Instructions to follow: Only lines holding the word "PersistError" are needed; copy each of them from the material.

Supplied data:
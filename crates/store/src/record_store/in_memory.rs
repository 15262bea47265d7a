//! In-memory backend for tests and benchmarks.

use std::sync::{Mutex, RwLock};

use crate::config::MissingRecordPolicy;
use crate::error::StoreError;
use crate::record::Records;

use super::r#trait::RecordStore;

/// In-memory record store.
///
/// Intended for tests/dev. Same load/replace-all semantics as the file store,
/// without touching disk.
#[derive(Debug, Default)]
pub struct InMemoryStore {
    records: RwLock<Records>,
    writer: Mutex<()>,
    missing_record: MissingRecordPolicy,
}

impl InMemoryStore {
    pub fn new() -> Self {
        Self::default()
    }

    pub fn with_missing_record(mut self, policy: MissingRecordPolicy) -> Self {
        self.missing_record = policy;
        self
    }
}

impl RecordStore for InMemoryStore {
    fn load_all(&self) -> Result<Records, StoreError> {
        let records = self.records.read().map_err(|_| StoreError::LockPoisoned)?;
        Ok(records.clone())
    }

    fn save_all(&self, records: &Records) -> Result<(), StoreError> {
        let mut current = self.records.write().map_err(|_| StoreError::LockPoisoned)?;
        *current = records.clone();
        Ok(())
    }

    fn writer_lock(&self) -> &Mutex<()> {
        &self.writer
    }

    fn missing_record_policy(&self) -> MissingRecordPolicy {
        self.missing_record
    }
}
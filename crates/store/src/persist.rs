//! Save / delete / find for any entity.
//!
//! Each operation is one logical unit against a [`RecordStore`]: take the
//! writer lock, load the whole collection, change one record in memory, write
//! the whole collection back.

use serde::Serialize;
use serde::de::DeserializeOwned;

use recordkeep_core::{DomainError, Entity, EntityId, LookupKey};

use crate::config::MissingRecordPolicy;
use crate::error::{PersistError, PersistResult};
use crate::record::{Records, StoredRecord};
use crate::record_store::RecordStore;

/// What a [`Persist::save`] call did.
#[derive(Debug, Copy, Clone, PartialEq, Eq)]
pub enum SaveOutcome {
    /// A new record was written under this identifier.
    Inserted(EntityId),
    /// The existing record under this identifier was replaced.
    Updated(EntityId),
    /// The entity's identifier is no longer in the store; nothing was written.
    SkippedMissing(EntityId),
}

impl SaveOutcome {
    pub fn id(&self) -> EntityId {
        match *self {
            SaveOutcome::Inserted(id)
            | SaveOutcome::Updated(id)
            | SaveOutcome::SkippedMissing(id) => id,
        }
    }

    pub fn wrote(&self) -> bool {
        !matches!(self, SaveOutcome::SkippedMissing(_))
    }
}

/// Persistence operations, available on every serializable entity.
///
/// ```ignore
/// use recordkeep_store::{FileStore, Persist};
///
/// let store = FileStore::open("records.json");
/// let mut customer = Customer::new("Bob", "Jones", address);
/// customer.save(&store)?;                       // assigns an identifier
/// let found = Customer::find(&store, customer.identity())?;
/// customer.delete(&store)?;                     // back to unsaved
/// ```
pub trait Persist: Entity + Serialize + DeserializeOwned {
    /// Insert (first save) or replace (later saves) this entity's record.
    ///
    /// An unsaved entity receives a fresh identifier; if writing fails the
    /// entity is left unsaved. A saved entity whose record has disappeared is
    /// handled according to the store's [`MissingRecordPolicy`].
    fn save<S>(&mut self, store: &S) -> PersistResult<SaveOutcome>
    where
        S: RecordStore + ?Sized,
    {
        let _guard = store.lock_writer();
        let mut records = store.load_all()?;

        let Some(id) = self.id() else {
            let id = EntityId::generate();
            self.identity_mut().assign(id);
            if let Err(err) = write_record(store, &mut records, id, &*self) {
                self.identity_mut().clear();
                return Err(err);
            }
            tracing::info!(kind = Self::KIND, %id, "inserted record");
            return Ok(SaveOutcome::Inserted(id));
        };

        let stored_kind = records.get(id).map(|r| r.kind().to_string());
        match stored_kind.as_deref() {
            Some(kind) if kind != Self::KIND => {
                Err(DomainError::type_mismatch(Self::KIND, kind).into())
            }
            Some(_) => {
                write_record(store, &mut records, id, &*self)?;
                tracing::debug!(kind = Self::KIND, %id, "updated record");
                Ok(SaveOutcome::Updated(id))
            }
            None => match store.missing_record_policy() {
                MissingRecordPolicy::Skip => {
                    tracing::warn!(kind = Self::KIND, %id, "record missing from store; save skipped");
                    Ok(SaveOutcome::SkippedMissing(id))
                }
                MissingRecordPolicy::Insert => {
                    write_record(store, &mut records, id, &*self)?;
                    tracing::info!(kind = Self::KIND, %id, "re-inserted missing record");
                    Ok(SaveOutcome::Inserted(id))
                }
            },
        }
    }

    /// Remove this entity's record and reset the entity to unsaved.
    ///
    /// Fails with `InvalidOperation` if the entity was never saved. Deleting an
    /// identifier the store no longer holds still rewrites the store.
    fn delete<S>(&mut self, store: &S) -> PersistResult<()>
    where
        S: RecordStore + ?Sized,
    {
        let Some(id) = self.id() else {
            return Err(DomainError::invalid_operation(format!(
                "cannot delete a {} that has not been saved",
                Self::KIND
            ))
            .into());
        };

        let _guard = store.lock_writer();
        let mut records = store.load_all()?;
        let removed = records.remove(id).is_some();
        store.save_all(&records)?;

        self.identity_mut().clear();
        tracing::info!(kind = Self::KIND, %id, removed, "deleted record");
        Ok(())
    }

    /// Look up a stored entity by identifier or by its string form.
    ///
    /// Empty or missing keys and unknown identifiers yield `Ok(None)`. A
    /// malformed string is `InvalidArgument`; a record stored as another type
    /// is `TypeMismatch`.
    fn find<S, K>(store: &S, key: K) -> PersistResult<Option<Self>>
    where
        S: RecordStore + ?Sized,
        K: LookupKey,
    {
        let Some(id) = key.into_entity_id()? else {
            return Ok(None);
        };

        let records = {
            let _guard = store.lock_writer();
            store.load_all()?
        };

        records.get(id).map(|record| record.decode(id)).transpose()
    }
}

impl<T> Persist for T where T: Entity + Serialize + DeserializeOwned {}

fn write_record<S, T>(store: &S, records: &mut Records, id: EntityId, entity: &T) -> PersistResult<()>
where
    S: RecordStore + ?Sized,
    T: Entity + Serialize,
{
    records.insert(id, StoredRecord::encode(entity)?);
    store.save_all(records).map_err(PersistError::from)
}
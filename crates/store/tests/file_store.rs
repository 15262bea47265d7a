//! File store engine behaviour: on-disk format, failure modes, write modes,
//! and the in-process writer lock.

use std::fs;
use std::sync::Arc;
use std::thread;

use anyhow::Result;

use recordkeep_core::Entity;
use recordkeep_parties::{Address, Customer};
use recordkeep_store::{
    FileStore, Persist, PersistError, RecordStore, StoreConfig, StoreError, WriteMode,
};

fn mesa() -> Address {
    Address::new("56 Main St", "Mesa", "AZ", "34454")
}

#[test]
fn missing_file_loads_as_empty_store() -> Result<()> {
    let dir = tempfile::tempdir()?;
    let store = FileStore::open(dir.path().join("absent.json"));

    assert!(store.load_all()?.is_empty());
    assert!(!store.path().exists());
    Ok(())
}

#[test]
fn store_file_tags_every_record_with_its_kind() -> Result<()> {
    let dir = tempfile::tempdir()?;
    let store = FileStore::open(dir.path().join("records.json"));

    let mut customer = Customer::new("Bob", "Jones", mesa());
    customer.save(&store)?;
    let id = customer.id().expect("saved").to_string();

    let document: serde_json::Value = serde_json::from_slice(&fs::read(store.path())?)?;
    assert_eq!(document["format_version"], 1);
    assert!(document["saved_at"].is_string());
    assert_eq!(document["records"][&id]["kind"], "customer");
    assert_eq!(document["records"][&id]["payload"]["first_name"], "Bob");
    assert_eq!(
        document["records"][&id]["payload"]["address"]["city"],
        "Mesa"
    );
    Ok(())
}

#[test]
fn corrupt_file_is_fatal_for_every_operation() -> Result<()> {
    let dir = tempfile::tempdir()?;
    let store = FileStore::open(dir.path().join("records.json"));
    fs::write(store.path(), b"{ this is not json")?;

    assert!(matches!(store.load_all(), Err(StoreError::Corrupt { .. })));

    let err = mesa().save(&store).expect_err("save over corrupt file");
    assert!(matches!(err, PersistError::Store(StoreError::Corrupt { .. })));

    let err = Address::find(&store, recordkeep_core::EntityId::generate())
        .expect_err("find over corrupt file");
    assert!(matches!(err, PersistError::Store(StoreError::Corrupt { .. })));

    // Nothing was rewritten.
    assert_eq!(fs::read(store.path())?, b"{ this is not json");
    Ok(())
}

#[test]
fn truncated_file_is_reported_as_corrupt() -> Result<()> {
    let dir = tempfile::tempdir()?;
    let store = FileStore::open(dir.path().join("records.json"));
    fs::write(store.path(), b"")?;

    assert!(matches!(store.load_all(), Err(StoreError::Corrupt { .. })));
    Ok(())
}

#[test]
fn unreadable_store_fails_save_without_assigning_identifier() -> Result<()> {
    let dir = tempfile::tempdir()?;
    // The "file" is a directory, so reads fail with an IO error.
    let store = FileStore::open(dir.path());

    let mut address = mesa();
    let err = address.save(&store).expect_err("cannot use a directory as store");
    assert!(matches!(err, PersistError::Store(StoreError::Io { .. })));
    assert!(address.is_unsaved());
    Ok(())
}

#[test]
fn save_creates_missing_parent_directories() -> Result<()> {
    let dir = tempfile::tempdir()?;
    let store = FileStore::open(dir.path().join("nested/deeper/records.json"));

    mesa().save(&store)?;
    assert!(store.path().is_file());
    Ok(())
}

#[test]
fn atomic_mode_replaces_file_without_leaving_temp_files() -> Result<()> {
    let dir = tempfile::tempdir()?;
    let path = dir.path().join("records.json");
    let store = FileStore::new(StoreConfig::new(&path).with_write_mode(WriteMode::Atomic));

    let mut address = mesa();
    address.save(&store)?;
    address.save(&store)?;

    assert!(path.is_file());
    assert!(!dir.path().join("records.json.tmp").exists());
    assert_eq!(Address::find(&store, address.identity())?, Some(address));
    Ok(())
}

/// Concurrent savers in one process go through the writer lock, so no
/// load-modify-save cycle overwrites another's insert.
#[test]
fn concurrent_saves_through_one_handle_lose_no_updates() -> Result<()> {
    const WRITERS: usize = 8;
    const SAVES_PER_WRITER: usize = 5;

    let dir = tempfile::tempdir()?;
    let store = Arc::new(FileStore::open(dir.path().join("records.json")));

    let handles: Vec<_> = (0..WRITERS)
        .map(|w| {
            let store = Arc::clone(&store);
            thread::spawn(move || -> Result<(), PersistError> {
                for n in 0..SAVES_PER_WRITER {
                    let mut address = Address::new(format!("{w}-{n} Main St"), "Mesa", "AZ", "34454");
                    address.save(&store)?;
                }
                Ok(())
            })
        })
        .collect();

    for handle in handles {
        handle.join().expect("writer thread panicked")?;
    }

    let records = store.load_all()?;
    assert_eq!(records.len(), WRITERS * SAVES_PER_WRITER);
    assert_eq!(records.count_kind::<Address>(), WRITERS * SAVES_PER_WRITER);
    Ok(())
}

Task response:
use crate::error::{PersistError, PersistResult};
    store.save_all(records).map_err(PersistError::from)
    FileStore, Persist, PersistError, RecordStore, StoreConfig, StoreError, WriteMode,
    assert!(matches!(err, PersistError::Store(StoreError::Corrupt { .. })));
    assert!(matches!(err, PersistError::Store(StoreError::Corrupt { .. })));
    assert!(matches!(err, PersistError::Store(StoreError::Io { .. })));
            thread::spawn(move || -> Result<(), PersistError> {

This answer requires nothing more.